*** Opening MATERIALS PROVIDED ***
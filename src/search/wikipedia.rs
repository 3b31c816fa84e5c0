//! Wikipedia 百科检索后端

use async_trait::async_trait;
use serde_json::Value;

use super::{SearchGateway, ensure_success, sanitize_query, truncate_chars};
use crate::error::SearchError;

const ENDPOINT: &str = "https://en.wikipedia.org/w/api.php";

pub const NO_RESULT: &str = "No good Wikipedia Search Result was found";

pub struct WikipediaGateway {
    client: reqwest::Client,
    top_k: usize,
    max_chars: usize,
}

impl WikipediaGateway {
    pub fn new(client: reqwest::Client, top_k: usize, max_chars: usize) -> Self {
        Self {
            client,
            top_k,
            max_chars,
        }
    }

    async fn get_json(&self, params: &[(&str, &str)]) -> Result<Value, SearchError> {
        let response = self.client.get(ENDPOINT).query(params).send().await?;
        ensure_success(response)
            .await?
            .json()
            .await
            .map_err(|e| SearchError::Decode(e.to_string()))
    }

    async fn search_titles(&self, query: &str) -> Result<Vec<String>, SearchError> {
        let limit = self.top_k.to_string();
        let data = self
            .get_json(&[
                ("action", "query"),
                ("list", "search"),
                ("srsearch", query),
                ("srlimit", limit.as_str()),
                ("format", "json"),
            ])
            .await?;
        Ok(Self::parse_titles(&data))
    }

    async fn fetch_summary(&self, title: &str) -> Result<Option<String>, SearchError> {
        let data = self
            .get_json(&[
                ("action", "query"),
                ("prop", "extracts"),
                ("exintro", "1"),
                ("explaintext", "1"),
                ("redirects", "1"),
                ("titles", title),
                ("format", "json"),
            ])
            .await?;
        Ok(Self::parse_extract(&data))
    }

    pub(crate) fn parse_titles(data: &Value) -> Vec<String> {
        data.pointer("/query/search")
            .and_then(|s| s.as_array())
            .map(|hits| {
                hits.iter()
                    .filter_map(|hit| hit.get("title").and_then(|t| t.as_str()))
                    .map(str::to_string)
                    .collect()
            })
            .unwrap_or_default()
    }

    pub(crate) fn parse_extract(data: &Value) -> Option<String> {
        data.pointer("/query/pages")
            .and_then(|p| p.as_object())
            .and_then(|pages| {
                pages
                    .values()
                    .find_map(|page| page.get("extract").and_then(|e| e.as_str()))
            })
            .map(|extract| extract.trim().to_string())
            .filter(|extract| !extract.is_empty())
    }
}

#[async_trait]
impl SearchGateway for WikipediaGateway {
    fn name(&self) -> &str {
        "Wikipedia"
    }

    async fn search(&self, query: &str) -> Result<String, SearchError> {
        let query = sanitize_query(query)?;
        tracing::debug!(query = %query, "wikipedia lookup");

        let mut pages = Vec::new();
        for title in self.search_titles(&query).await? {
            if let Some(summary) = self.fetch_summary(&title).await? {
                pages.push(format!("Page: {}\nSummary: {}", title, summary));
            }
        }

        if pages.is_empty() {
            return Ok(NO_RESULT.to_string());
        }
        Ok(truncate_chars(&pages.join("\n\n"), self.max_chars))
    }
}
use std::sync::Arc;

use crate::agent::ToolRegistry;
use crate::analysis::AnalysisKind;
use crate::config::Config;
use crate::report::ReportWriter;
use crate::search::SearchGateway;

pub mod analysis;
pub mod save;
pub mod search;

pub use analysis::AgentToolAnalysis;
pub use save::AgentToolSave;
pub use search::AgentToolSearch;

/// 注册全部预置工具：直接检索、百科、五种扇出分析与保存
pub fn build_registry(
    config: &Config,
    web: Arc<dyn SearchGateway>,
    encyclopedia: Arc<dyn SearchGateway>,
) -> ToolRegistry {
    let mut registry = ToolRegistry::new()
        .register(Arc::new(AgentToolSearch::web(web.clone())))
        .register(Arc::new(AgentToolSearch::wikipedia(encyclopedia)));

    for kind in AnalysisKind::ALL {
        registry = registry.register(Arc::new(AgentToolAnalysis::new(
            kind,
            web.clone(),
            config.search.clone(),
        )));
    }

    registry.register(Arc::new(AgentToolSave::new(
        ReportWriter::from_config(&config.output),
        config.output.default_filename.clone(),
    )))
}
*** Closing MATERIALS PROVIDED ***
WHAT NEEDS TO BE DONE →
Every line above should be output exactly as it stands.

TASK ANSWER →
filename src/search/wikipedia.rs
repository 3b31c816fa84e5c0
//! Wikipedia 百科检索后端

use async_trait::async_trait;
use serde_json::Value;

use super::{SearchGateway, ensure_success, sanitize_query, truncate_chars};
use crate::error::SearchError;

const ENDPOINT: &str = "https://en.wikipedia.org/w/api.php";

pub const NO_RESULT: &str = "No good Wikipedia Search Result was found";

pub struct WikipediaGateway {
    client: reqwest::Client,
    top_k: usize,
    max_chars: usize,
}

impl WikipediaGateway {
    pub fn new(client: reqwest::Client, top_k: usize, max_chars: usize) -> Self {
        Self {
            client,
            top_k,
            max_chars,
        }
    }

    async fn get_json(&self, params: &[(&str, &str)]) -> Result<Value, SearchError> {
        let response = self.client.get(ENDPOINT).query(params).send().await?;
        ensure_success(response)
            .await?
            .json()
            .await
            .map_err(|e| SearchError::Decode(e.to_string()))
    }

    async fn search_titles(&self, query: &str) -> Result<Vec<String>, SearchError> {
        let limit = self.top_k.to_string();
        let data = self
            .get_json(&[
                ("action", "query"),
                ("list", "search"),
                ("srsearch", query),
                ("srlimit", limit.as_str()),
                ("format", "json"),
            ])
            .await?;
        Ok(Self::parse_titles(&data))
    }

    async fn fetch_summary(&self, title: &str) -> Result<Option<String>, SearchError> {
        let data = self
            .get_json(&[
                ("action", "query"),
                ("prop", "extracts"),
                ("exintro", "1"),
                ("explaintext", "1"),
                ("redirects", "1"),
                ("titles", title),
                ("format", "json"),
            ])
            .await?;
        Ok(Self::parse_extract(&data))
    }

    pub(crate) fn parse_titles(data: &Value) -> Vec<String> {
        data.pointer("/query/search")
            .and_then(|s| s.as_array())
            .map(|hits| {
                hits.iter()
                    .filter_map(|hit| hit.get("title").and_then(|t| t.as_str()))
                    .map(str::to_string)
                    .collect()
            })
            .unwrap_or_default()
    }

    pub(crate) fn parse_extract(data: &Value) -> Option<String> {
        data.pointer("/query/pages")
            .and_then(|p| p.as_object())
            .and_then(|pages| {
                pages
                    .values()
                    .find_map(|page| page.get("extract").and_then(|e| e.as_str()))
            })
            .map(|extract| extract.trim().to_string())
            .filter(|extract| !extract.is_empty())
    }
}

#[async_trait]
impl SearchGateway for WikipediaGateway {
    fn name(&self) -> &str {
        "Wikipedia"
    }

    async fn search(&self, query: &str) -> Result<String, SearchError> {
        let query = sanitize_query(query)?;
        tracing::debug!(query = %query, "wikipedia lookup");

        let mut pages = Vec::new();
        for title in self.search_titles(&query).await? {
            if let Some(summary) = self.fetch_summary(&title).await? {
                pages.push(format!("Page: {}\nSummary: {}", title, summary));
            }
        }

        if pages.is_empty() {
            return Ok(NO_RESULT.to_string());
        }
        Ok(truncate_chars(&pages.join("\n\n"), self.max_chars))
    }
}
use std::sync::Arc;

use crate::agent::ToolRegistry;
use crate::analysis::AnalysisKind;
use crate::config::Config;
use crate::report::ReportWriter;
use crate::search::SearchGateway;

pub mod analysis;
pub mod save;
pub mod search;

pub use analysis::AgentToolAnalysis;
pub use save::AgentToolSave;
pub use search::AgentToolSearch;

/// 注册全部预置工具：直接检索、百科、五种扇出分析与保存
pub fn build_registry(
    config: &Config,
    web: Arc<dyn SearchGateway>,
    encyclopedia: Arc<dyn SearchGateway>,
) -> ToolRegistry {
    let mut registry = ToolRegistry::new()
        .register(Arc::new(AgentToolSearch::web(web.clone())))
        .register(Arc::new(AgentToolSearch::wikipedia(encyclopedia)));

    for kind in AnalysisKind::ALL {
        registry = registry.register(Arc::new(AgentToolAnalysis::new(
            kind,
            web.clone(),
            config.search.clone(),
        )));
    }

    registry.register(Arc::new(AgentToolSave::new(
        ReportWriter::from_config(&config.output),
        config.output.default_filename.clone(),
    )))
}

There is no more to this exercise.